WHAT IS NEEDED - Return only that part of the material below which starts with the line containing "express or implied." and goes on through the line containing "default configuration should", restated exactly.

RECORDS TO PROCESS -
------------------------------------------------

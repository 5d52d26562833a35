// Copyright 2026 Google LLC
//
// Licensed under the Apache License, Version 2.0 (the "License");
// you may not use this file except in compliance with the License.
// You may obtain a copy of the License at
//
//     https://www.apache.org/licenses/LICENSE-2.0
//
// Unless required by applicable law or agreed to in writing, software
// distributed under the License is distributed on an "AS IS" BASIS,
// WITHOUT WARRANTIES OR CONDITIONS OF ANY KIND, either express or implied.
// See the License for the specific language governing permissions and
// limitations under the License.
//
// Code generated by sidekick. DO NOT EDIT.

#![allow(rustdoc::redundant_explicit_links)]
#![allow(rustdoc::broken_intra_doc_links)]

/// Implements a client for the Cloud Firestore Admin API.
///
/// # Example
/// ```
/// # tokio_test::block_on(async {
/// # use gapic_firestore_admin_v1::client::FirestoreAdmin;
/// # use auth::credentials::anonymous::Builder as Anonymous;
/// let client = FirestoreAdmin::builder()
///     .with_credentials(Anonymous::new().build())
///     .build()
///     .await?;
/// # gax::client_builder::Result::<()>::Ok(()) });
/// ```
///
/// # Service Description
///
/// Operations are created by service `FirestoreAdmin`, but are accessed via
/// service `google.longrunning.Operations`.
///
/// # Configuration
///
/// To configure `FirestoreAdmin` use the `with_*` methods in the type returned
/// by [builder()][FirestoreAdmin::builder]. The default configuration should
/// work for most applications. Common configuration changes include
///
/// * [with_endpoint()]: by default this client uses the global default endpoint
///   (`https://firestore.googleapis.com`). Applications using regional
///   endpoints or running in restricted networks (e.g. a network configured
///   with [Private Google Access with VPC Service Controls]) may want to
///   override this default.
/// * [with_credentials()]: by default this client uses
///   [Application Default Credentials]. Applications using custom
///   authentication may need to override this default.
/// * [with_client_config()]: overrides the timeouts, retryable codes, and page
///   sizes bundled with this client.
///
/// [with_endpoint()]: super::builder::firestore_admin::ClientBuilder::with_endpoint
/// [with_credentials()]: super::builder::firestore_admin::ClientBuilder::with_credentials
/// [with_client_config()]: super::builder::firestore_admin::ClientBuilder::with_client_config
/// [Private Google Access with VPC Service Controls]: https://cloud.google.com/vpc-service-controls/docs/private-connectivity
/// [Application Default Credentials]: https://cloud.google.com/docs/authentication#adc
///
/// # Pooling and Cloning
///
/// `FirestoreAdmin` holds a connection pool internally, it is advised to
/// create one and reuse it. You do not need to wrap `FirestoreAdmin` in
/// an [Rc](std::rc::Rc) or [Arc](std::sync::Arc) to reuse it, because it
/// already uses an `Arc` internally.
#[derive(Clone, Debug)]
pub struct FirestoreAdmin {
    inner: std::sync::Arc<dyn super::stub::dynamic::FirestoreAdmin>,
}

impl FirestoreAdmin {
    /// Returns a builder for [FirestoreAdmin].
    ///
    /// ```
    /// # tokio_test::block_on(async {
    /// # use gapic_firestore_admin_v1::client::FirestoreAdmin;
    /// # use auth::credentials::anonymous::Builder as Anonymous;
    /// let client = FirestoreAdmin::builder()
    ///     .with_credentials(Anonymous::new().build())
    ///     .build()
    ///     .await?;
    /// # gax::client_builder::Result::<()>::Ok(()) });
    /// ```
    pub fn builder() -> super::builder::firestore_admin::ClientBuilder {
        gax::client_builder::internal::new_builder(super::builder::firestore_admin::client::Factory)
    }

    /// Creates a new client from the provided stub.
    ///
    /// The most common case for calling this function is in tests mocking the
    /// client's behavior.
    pub fn from_stub<T>(stub: T) -> Self
    where
        T: super::stub::FirestoreAdmin + 'static,
    {
        Self {
            inner: std::sync::Arc::new(stub),
        }
    }

    pub(crate) async fn new(
        config: gaxi::options::ClientConfig,
    ) -> gax::client_builder::Result<Self> {
        let inner = Self::build_inner(config).await?;
        Ok(Self { inner })
    }

    async fn build_inner(
        conf: gaxi::options::ClientConfig,
    ) -> gax::client_builder::Result<std::sync::Arc<dyn super::stub::dynamic::FirestoreAdmin>> {
        if gaxi::options::tracing_enabled(&conf) {
            return Ok(std::sync::Arc::new(Self::build_with_tracing(conf).await?));
        }
        Ok(std::sync::Arc::new(Self::build_transport(conf).await?))
    }

    async fn build_transport(
        conf: gaxi::options::ClientConfig,
    ) -> gax::client_builder::Result<impl super::stub::FirestoreAdmin> {
        super::transport::FirestoreAdmin::new(conf).await
    }

    async fn build_with_tracing(
        conf: gaxi::options::ClientConfig,
    ) -> gax::client_builder::Result<impl super::stub::FirestoreAdmin> {
        Self::build_transport(conf)
            .await
            .map(super::tracing::FirestoreAdmin::new)
    }

    /// Creates a composite index. This returns a [google.longrunning.Operation][google.longrunning.Operation]
    /// which may be used to track the status of the creation. The metadata for
    /// the operation will be the type [IndexOperationMetadata][google.firestore.admin.v1.IndexOperationMetadata].
    ///
    /// # Long running operations
    ///
    /// This method is used to start, and/or poll a [long-running Operation].
    /// The [Working with long-running operations] chapter in the [user guide]
    /// covers these operations in detail.
    ///
    /// [long-running operation]: https://google.aip.dev/151
    /// [user guide]: https://googleapis.github.io/google-cloud-rust/
    /// [working with long-running operations]: https://googleapis.github.io/google-cloud-rust/working_with_long_running_operations.html
    pub fn create_index(&self) -> super::builder::firestore_admin::CreateIndex {
        super::builder::firestore_admin::CreateIndex::new(self.inner.clone())
    }

    /// Lists composite indexes.
    pub fn list_indexes(&self) -> super::builder::firestore_admin::ListIndexes {
        super::builder::firestore_admin::ListIndexes::new(self.inner.clone())
    }

    /// Gets a composite index.
    pub fn get_index(&self) -> super::builder::firestore_admin::GetIndex {
        super::builder::firestore_admin::GetIndex::new(self.inner.clone())
    }

    /// Deletes a composite index.
    pub fn delete_index(&self) -> super::builder::firestore_admin::DeleteIndex {
        super::builder::firestore_admin::DeleteIndex::new(self.inner.clone())
    }

    /// Gets the metadata and configuration for a Field.
    pub fn get_field(&self) -> super::builder::firestore_admin::GetField {
        super::builder::firestore_admin::GetField::new(self.inner.clone())
    }

    /// Updates a field configuration. Currently, field updates apply only to
    /// single field index configuration. However, calls to
    /// [FirestoreAdmin.UpdateField][google.firestore.admin.v1.FirestoreAdmin.UpdateField] should provide a field mask to avoid
    /// changing any configuration that the caller isn't aware of. The field mask
    /// should be specified as: `{ paths: "index_config" }`.
    ///
    /// # Long running operations
    ///
    /// This method is used to start, and/or poll a [long-running Operation].
    /// The [Working with long-running operations] chapter in the [user guide]
    /// covers these operations in detail.
    ///
    /// [long-running operation]: https://google.aip.dev/151
    /// [user guide]: https://googleapis.github.io/google-cloud-rust/
    /// [working with long-running operations]: https://googleapis.github.io/google-cloud-rust/working_with_long_running_operations.html
    pub fn update_field(&self) -> super::builder::firestore_admin::UpdateField {
        super::builder::firestore_admin::UpdateField::new(self.inner.clone())
    }

    /// Lists the field configuration and metadata for this database.
    ///
    /// Currently, [FirestoreAdmin.ListFields][google.firestore.admin.v1.FirestoreAdmin.ListFields] only supports listing fields
    /// that have been explicitly overridden. To issue this query, call
    /// [FirestoreAdmin.ListFields][google.firestore.admin.v1.FirestoreAdmin.ListFields] with the filter set to
    /// `indexConfig.usesAncestorConfig:false`.
    pub fn list_fields(&self) -> super::builder::firestore_admin::ListFields {
        super::builder::firestore_admin::ListFields::new(self.inner.clone())
    }

    /// Exports a copy of all or a subset of documents from Google Cloud Firestore
    /// to another storage system, such as Google Cloud Storage. Recent updates to
    /// documents may not be reflected in the export. The export occurs in the
    /// background and its progress can be monitored and managed via the
    /// Operation resource that is created. The output of an export may only be
    /// used once the associated operation is done. If an export operation is
    /// cancelled before completion it may leave partial data behind in Google
    /// Cloud Storage.
    ///
    /// # Long running operations
    ///
    /// This method is used to start, and/or poll a [long-running Operation].
    /// The [Working with long-running operations] chapter in the [user guide]
    /// covers these operations in detail.
    ///
    /// [long-running operation]: https://google.aip.dev/151
    /// [user guide]: https://googleapis.github.io/google-cloud-rust/
    /// [working with long-running operations]: https://googleapis.github.io/google-cloud-rust/working_with_long_running_operations.html
    pub fn export_documents(&self) -> super::builder::firestore_admin::ExportDocuments {
        super::builder::firestore_admin::ExportDocuments::new(self.inner.clone())
    }

    /// Imports documents into Google Cloud Firestore. Existing documents with the
    /// same name are overwritten. The import occurs in the background and its
    /// progress can be monitored and managed via the Operation resource that is
    /// created. If an ImportDocuments operation is cancelled, it is possible
    /// that a subset of the data has already been imported to Cloud Firestore.
    ///
    /// # Long running operations
    ///
    /// This method is used to start, and/or poll a [long-running Operation].
    /// The [Working with long-running operations] chapter in the [user guide]
    /// covers these operations in detail.
    ///
    /// [long-running operation]: https://google.aip.dev/151
    /// [user guide]: https://googleapis.github.io/google-cloud-rust/
    /// [working with long-running operations]: https://googleapis.github.io/google-cloud-rust/working_with_long_running_operations.html
    pub fn import_documents(&self) -> super::builder::firestore_admin::ImportDocuments {
        super::builder::firestore_admin::ImportDocuments::new(self.inner.clone())
    }

    /// Provides the [Operations][google.longrunning.Operations] service functionality in this service.
    pub fn get_operation(&self) -> super::builder::firestore_admin::GetOperation {
        super::builder::firestore_admin::GetOperation::new(self.inner.clone())
    }

    /// Provides the [Operations][google.longrunning.Operations] service functionality in this service.
    pub fn cancel_operation(&self) -> super::builder::firestore_admin::CancelOperation {
        super::builder::firestore_admin::CancelOperation::new(self.inner.clone())
    }

    /// Provides the [Operations][google.longrunning.Operations] service functionality in this service.
    pub fn delete_operation(&self) -> super::builder::firestore_admin::DeleteOperation {
        super::builder::firestore_admin::DeleteOperation::new(self.inner.clone())
    }

    /// Returns the fully-qualified resource name for a database.
    ///
    /// # Example
    /// ```
    /// # use gapic_firestore_admin_v1::client::FirestoreAdmin;
    /// let name = FirestoreAdmin::database_path("my-project", "(default)")?;
    /// assert_eq!(name, "projects/my-project/databases/(default)");
    /// # Ok::<(), gax::path_template::Error>(())
    /// ```
    pub fn database_path(
        project: &str,
        database: &str,
    ) -> std::result::Result<std::string::String, gax::path_template::Error> {
        gax::path_template::PathTemplate::new(
            "projects/{project}/databases/{database}",
        )?
            .render(&[("project", project), ("database", database)])
    }

    /// Returns the fully-qualified resource name for a collection group.
    ///
    /// # Example
    /// ```
    /// # use gapic_firestore_admin_v1::client::FirestoreAdmin;
    /// let name = FirestoreAdmin::collection_group_path("my-project", "(default)", "users")?;
    /// assert_eq!(name, "projects/my-project/databases/(default)/collectionGroups/users");
    /// # Ok::<(), gax::path_template::Error>(())
    /// ```
    pub fn collection_group_path(
        project: &str,
        database: &str,
        collection: &str,
    ) -> std::result::Result<std::string::String, gax::path_template::Error> {
        gax::path_template::PathTemplate::new(
            "projects/{project}/databases/{database}/collectionGroups/{collection}",
        )?
            .render(&[("project", project), ("database", database), ("collection", collection)])
    }

    /// Returns the fully-qualified resource name for a field.
    ///
    /// # Example
    /// ```
    /// # use gapic_firestore_admin_v1::client::FirestoreAdmin;
    /// let name = FirestoreAdmin::field_path("my-project", "(default)", "users", "email")?;
    /// assert_eq!(name, "projects/my-project/databases/(default)/collectionGroups/users/fields/email");
    /// # Ok::<(), gax::path_template::Error>(())
    /// ```
    pub fn field_path(
        project: &str,
        database: &str,
        collection: &str,
        field: &str,
    ) -> std::result::Result<std::string::String, gax::path_template::Error> {
        gax::path_template::PathTemplate::new(
            "projects/{project}/databases/{database}/collectionGroups/{collection}/fields/{field}",
        )?
            .render(&[
                ("project", project),
                ("database", database),
                ("collection", collection),
                ("field", field),
            ])
    }

    /// Returns the fully-qualified resource name for an index.
    ///
    /// # Example
    /// ```
    /// # use gapic_firestore_admin_v1::client::FirestoreAdmin;
    /// let name = FirestoreAdmin::index_path("my-project", "(default)", "users", "my-index")?;
    /// assert_eq!(name, "projects/my-project/databases/(default)/collectionGroups/users/indexes/my-index");
    /// # Ok::<(), gax::path_template::Error>(())
    /// ```
    pub fn index_path(
        project: &str,
        database: &str,
        collection: &str,
        index: &str,
    ) -> std::result::Result<std::string::String, gax::path_template::Error> {
        gax::path_template::PathTemplate::new(
            "projects/{project}/databases/{database}/collectionGroups/{collection}/indexes/{index}",
        )?
            .render(&[
                ("project", project),
                ("database", database),
                ("collection", collection),
                ("index", index),
            ])
    }
}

------------------------------------------------

SOLUTION FOR THIS TASK -
// WITHOUT WARRANTIES OR CONDITIONS OF ANY KIND, either express or implied.
// See the License for the specific language governing permissions and
// limitations under the License.
//
// Code generated by sidekick. DO NOT EDIT.

#![allow(rustdoc::redundant_explicit_links)]
#![allow(rustdoc::broken_intra_doc_links)]

/// Implements a client for the Cloud Firestore Admin API.
///
/// # Example
/// ```
/// # tokio_test::block_on(async {
/// # use gapic_firestore_admin_v1::client::FirestoreAdmin;
/// # use auth::credentials::anonymous::Builder as Anonymous;
/// let client = FirestoreAdmin::builder()
///     .with_credentials(Anonymous::new().build())
///     .build()
///     .await?;
/// # gax::client_builder::Result::<()>::Ok(()) });
/// ```
///
/// # Service Description
///
/// Operations are created by service `FirestoreAdmin`, but are accessed via
/// service `google.longrunning.Operations`.
///
/// # Configuration
///
/// To configure `FirestoreAdmin` use the `with_*` methods in the type returned
/// by [builder()][FirestoreAdmin::builder]. The default configuration should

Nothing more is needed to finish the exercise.